Below are entries. Pull out all lines containing "sink".

PROVIDED RECORDS:
▬▬▬
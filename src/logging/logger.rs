//! Ring-buffered structured logger over the base `tracing` sink.

use dashmap::DashMap;
use serde::{Deserialize, Serialize};
use std::collections::VecDeque;
use std::sync::{Mutex, MutexGuard};
use uuid::Uuid;

use crate::metrics::unix_timestamp;

/// Log severity, lowest to highest.
#[derive(Debug, Clone, Copy, PartialEq, Eq, PartialOrd, Ord, Serialize, Deserialize)]
#[serde(rename_all = "lowercase")]
pub enum LogLevel {
    Debug,
    Info,
    Warning,
    Error,
}

impl std::fmt::Display for LogLevel {
    fn fmt(&self, f: &mut std::fmt::Formatter<'_>) -> std::fmt::Result {
        let s = match self {
            LogLevel::Debug => "debug",
            LogLevel::Info => "info",
            LogLevel::Warning => "warning",
            LogLevel::Error => "error",
        };
        write!(f, "{}", s)
    }
}

/// One buffered log record.
#[derive(Debug, Clone, Serialize)]
pub struct LogEntry {
    pub timestamp: f64,
    pub level: LogLevel,
    pub message: String,
    pub correlation_id: Option<String>,
    pub trace_id: Option<Uuid>,
    pub extra: serde_json::Value,
}

/// Logger with a fixed-capacity ring buffer and a correlation-id table.
///
/// Entries are buffered for `recent_logs` and simultaneously forwarded to
/// the process's `tracing` subscriber, so existing log tooling keeps
/// working unchanged.
pub struct StructuredLogger {
    buffer: Mutex<VecDeque<LogEntry>>,
    capacity: usize,
    correlation_ids: DashMap<String, String>,
}

impl StructuredLogger {
    pub fn new(capacity: usize) -> Self {
        Self {
            buffer: Mutex::new(VecDeque::new()),
            capacity: capacity.max(1),
            correlation_ids: DashMap::new(),
        }
    }

    fn lock(&self) -> MutexGuard<'_, VecDeque<LogEntry>> {
        self.buffer
            .lock()
            .unwrap_or_else(|poisoned| poisoned.into_inner())
    }

    /// Append an entry, evicting the oldest once the buffer is full, and
    /// forward it to the base sink.
    pub fn log(
        &self,
        level: LogLevel,
        message: &str,
        correlation_id: Option<&str>,
        extra: Option<serde_json::Value>,
        trace_id: Option<Uuid>,
    ) {
        let entry = LogEntry {
            timestamp: unix_timestamp(),
            level,
            message: message.to_string(),
            correlation_id: correlation_id.map(str::to_string),
            trace_id,
            extra: extra.unwrap_or_else(|| serde_json::Value::Object(Default::default())),
        };

        {
            let mut buffer = self.lock();
            while buffer.len() >= self.capacity {
                buffer.pop_front();
            }
            buffer.push_back(entry.clone());
        }

        let correlation = entry.correlation_id.as_deref().unwrap_or("-");
        match level {
            LogLevel::Error => tracing::error!(
                correlation_id = %correlation,
                trace_id = ?entry.trace_id,
                extra = %entry.extra,
                "{}",
                message
            ),
            LogLevel::Warning => tracing::warn!(
                correlation_id = %correlation,
                trace_id = ?entry.trace_id,
                extra = %entry.extra,
                "{}",
                message
            ),
            LogLevel::Info => tracing::info!(
                correlation_id = %correlation,
                trace_id = ?entry.trace_id,
                extra = %entry.extra,
                "{}",
                message
            ),
            LogLevel::Debug => tracing::debug!(
                correlation_id = %correlation,
                trace_id = ?entry.trace_id,
                extra = %entry.extra,
                "{}",
                message
            ),
        }
    }

    /// Remember the correlation id for an ambient task id. Best effort:
    /// call sites that miss the mapping simply log without one.
    pub fn set_correlation_id(&self, task_id: &str, correlation_id: &str) {
        self.correlation_ids
            .insert(task_id.to_string(), correlation_id.to_string());
    }

    pub fn correlation_id(&self, task_id: &str) -> Option<String> {
        self.correlation_ids.get(task_id).map(|r| r.value().clone())
    }

    /// The last `limit` entries, oldest first.
    pub fn recent_logs(&self, limit: usize) -> Vec<LogEntry> {
        let buffer = self.lock();
        let skip = buffer.len().saturating_sub(limit);
        buffer.iter().skip(skip).cloned().collect()
    }
}

#[cfg(test)]
mod tests {
    use super::*;
    use serde_json::json;

    #[test]
    fn ring_buffer_drops_oldest() {
        let logger = StructuredLogger::new(1000);
        for i in 0..1200 {
            logger.log(LogLevel::Info, &format!("entry {}", i), None, None, None);
        }

        let recent = logger.recent_logs(1000);
        assert_eq!(recent.len(), 1000);
        assert_eq!(recent.first().unwrap().message, "entry 200");
        assert_eq!(recent.last().unwrap().message, "entry 1199");
    }

    #[test]
    fn recent_logs_limit_smaller_than_buffer() {
        let logger = StructuredLogger::new(100);
        for i in 0..10 {
            logger.log(LogLevel::Debug, &format!("m{}", i), None, None, None);
        }
        let recent = logger.recent_logs(3);
        assert_eq!(recent.len(), 3);
        assert_eq!(recent[0].message, "m7");
    }

    #[test]
    fn entries_keep_correlation_and_extra() {
        let logger = StructuredLogger::new(10);
        logger.log(
            LogLevel::Warning,
            "slow query",
            Some("req-42"),
            Some(json!({"elapsed_ms": 950})),
            None,
        );

        let entry = &logger.recent_logs(1)[0];
        assert_eq!(entry.level, LogLevel::Warning);
        assert_eq!(entry.correlation_id.as_deref(), Some("req-42"));
        assert_eq!(entry.extra["elapsed_ms"], 950);
    }

    #[test]
    fn correlation_table_round_trips() {
        let logger = StructuredLogger::new(10);
        logger.set_correlation_id("task-1", "req-abc");
        assert_eq!(logger.correlation_id("task-1").as_deref(), Some("req-abc"));
        assert_eq!(logger.correlation_id("task-2"), None);
    }
}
▬▬▬
RESULT OF THIS TASK:
//! Ring-buffered structured logger over the base `tracing` sink.
    /// forward it to the base sink.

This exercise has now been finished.